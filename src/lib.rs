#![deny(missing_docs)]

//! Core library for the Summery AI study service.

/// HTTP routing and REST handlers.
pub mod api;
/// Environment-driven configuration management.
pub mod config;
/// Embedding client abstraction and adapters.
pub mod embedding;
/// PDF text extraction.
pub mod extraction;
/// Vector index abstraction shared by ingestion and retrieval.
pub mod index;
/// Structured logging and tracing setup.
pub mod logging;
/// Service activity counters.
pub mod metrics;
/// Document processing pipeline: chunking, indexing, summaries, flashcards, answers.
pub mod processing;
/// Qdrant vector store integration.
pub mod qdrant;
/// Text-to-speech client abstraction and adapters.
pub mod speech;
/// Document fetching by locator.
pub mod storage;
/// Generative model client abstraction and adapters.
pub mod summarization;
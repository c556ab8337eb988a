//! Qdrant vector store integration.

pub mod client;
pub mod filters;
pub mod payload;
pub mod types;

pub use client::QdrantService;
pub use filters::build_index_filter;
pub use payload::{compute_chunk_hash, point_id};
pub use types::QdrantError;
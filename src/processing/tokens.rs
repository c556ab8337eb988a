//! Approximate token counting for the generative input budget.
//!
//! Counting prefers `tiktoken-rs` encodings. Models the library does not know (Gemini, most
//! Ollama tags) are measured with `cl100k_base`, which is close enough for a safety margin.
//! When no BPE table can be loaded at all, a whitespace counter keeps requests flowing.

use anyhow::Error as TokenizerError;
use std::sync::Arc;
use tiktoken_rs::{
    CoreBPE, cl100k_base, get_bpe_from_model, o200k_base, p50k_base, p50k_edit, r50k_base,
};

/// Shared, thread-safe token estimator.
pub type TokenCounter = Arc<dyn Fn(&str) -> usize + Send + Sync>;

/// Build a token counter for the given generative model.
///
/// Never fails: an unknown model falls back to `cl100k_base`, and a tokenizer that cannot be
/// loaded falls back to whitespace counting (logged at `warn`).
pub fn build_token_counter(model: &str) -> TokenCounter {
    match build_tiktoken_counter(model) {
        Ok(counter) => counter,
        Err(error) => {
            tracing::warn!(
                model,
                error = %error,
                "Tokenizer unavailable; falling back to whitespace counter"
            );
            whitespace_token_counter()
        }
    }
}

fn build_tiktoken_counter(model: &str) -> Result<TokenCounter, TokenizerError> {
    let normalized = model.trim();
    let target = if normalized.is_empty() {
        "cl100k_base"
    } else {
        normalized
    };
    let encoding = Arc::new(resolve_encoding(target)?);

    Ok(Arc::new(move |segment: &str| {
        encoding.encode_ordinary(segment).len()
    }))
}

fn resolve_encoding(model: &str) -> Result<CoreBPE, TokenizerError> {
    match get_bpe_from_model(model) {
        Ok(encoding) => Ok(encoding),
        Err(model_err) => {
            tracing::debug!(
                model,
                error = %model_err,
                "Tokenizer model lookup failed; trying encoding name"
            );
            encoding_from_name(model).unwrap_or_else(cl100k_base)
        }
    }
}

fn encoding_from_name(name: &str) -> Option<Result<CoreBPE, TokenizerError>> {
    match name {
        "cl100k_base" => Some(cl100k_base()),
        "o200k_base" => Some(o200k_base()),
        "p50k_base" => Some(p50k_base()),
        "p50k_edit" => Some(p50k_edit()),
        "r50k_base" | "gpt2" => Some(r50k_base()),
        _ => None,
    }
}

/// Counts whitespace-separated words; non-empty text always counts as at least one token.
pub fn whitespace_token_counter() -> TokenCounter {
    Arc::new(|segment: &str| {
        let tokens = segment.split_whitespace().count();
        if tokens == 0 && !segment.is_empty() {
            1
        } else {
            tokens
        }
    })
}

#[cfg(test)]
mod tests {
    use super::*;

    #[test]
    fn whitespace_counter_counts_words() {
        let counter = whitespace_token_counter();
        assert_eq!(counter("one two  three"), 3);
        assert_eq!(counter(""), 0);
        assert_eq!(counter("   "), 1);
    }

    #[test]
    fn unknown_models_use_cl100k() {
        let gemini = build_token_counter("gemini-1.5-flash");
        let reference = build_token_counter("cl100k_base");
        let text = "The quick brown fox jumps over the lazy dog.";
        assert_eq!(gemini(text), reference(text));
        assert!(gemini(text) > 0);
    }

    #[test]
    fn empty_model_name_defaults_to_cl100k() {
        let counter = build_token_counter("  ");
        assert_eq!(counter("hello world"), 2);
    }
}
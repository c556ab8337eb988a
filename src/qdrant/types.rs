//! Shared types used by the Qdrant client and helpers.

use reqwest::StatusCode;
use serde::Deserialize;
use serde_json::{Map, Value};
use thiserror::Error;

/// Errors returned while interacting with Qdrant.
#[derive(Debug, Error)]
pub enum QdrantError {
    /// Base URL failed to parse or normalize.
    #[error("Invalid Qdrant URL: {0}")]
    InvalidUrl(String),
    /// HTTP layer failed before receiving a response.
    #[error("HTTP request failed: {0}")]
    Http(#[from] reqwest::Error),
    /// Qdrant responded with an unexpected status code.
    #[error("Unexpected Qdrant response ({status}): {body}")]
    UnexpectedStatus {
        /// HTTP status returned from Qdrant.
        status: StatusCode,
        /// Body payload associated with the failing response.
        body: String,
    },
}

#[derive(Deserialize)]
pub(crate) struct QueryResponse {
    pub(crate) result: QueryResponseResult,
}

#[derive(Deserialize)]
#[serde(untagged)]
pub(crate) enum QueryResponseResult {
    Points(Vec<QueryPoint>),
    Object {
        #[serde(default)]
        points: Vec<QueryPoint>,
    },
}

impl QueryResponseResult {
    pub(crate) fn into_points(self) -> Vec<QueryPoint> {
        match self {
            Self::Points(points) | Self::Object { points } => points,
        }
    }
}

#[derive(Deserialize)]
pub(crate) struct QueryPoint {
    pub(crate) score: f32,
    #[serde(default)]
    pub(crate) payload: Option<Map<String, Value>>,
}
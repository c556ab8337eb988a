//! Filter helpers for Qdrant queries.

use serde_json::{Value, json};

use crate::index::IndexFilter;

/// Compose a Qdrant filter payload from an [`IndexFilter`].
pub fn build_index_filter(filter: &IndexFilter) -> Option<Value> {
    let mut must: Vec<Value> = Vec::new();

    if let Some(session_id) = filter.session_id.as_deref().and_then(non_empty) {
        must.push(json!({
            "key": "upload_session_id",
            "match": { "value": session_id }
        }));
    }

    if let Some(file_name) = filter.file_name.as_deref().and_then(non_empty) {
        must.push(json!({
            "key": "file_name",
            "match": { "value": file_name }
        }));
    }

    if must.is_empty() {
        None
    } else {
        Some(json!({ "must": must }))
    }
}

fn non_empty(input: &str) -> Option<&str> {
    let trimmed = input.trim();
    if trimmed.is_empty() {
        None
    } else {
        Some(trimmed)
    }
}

===============

§ EXERCISE BRIEF: Write out exactly the lines that fall from the line with "and REST handlers." to the line with "know (Gemini, most" in the records above, keeping both ends.

§ TASK ANSWER:
/// HTTP routing and REST handlers.
pub mod api;
/// Environment-driven configuration management.
pub mod config;
/// Embedding client abstraction and adapters.
pub mod embedding;
/// PDF text extraction.
pub mod extraction;
/// Vector index abstraction shared by ingestion and retrieval.
pub mod index;
/// Structured logging and tracing setup.
pub mod logging;
/// Service activity counters.
pub mod metrics;
/// Document processing pipeline: chunking, indexing, summaries, flashcards, answers.
pub mod processing;
/// Qdrant vector store integration.
pub mod qdrant;
/// Text-to-speech client abstraction and adapters.
pub mod speech;
/// Document fetching by locator.
pub mod storage;
/// Generative model client abstraction and adapters.
pub mod summarization;
repository c556ab8337eb988a
//! Qdrant vector store integration.

pub mod client;
pub mod filters;
pub mod payload;
pub mod types;

pub use client::QdrantService;
pub use filters::build_index_filter;
pub use payload::{compute_chunk_hash, point_id};
pub use types::QdrantError;
filename src/processing/tokens.rs
repository c556ab8337eb988a
//! Approximate token counting for the generative input budget.
//!
//! Counting prefers `tiktoken-rs` encodings. Models the library does not know (Gemini, most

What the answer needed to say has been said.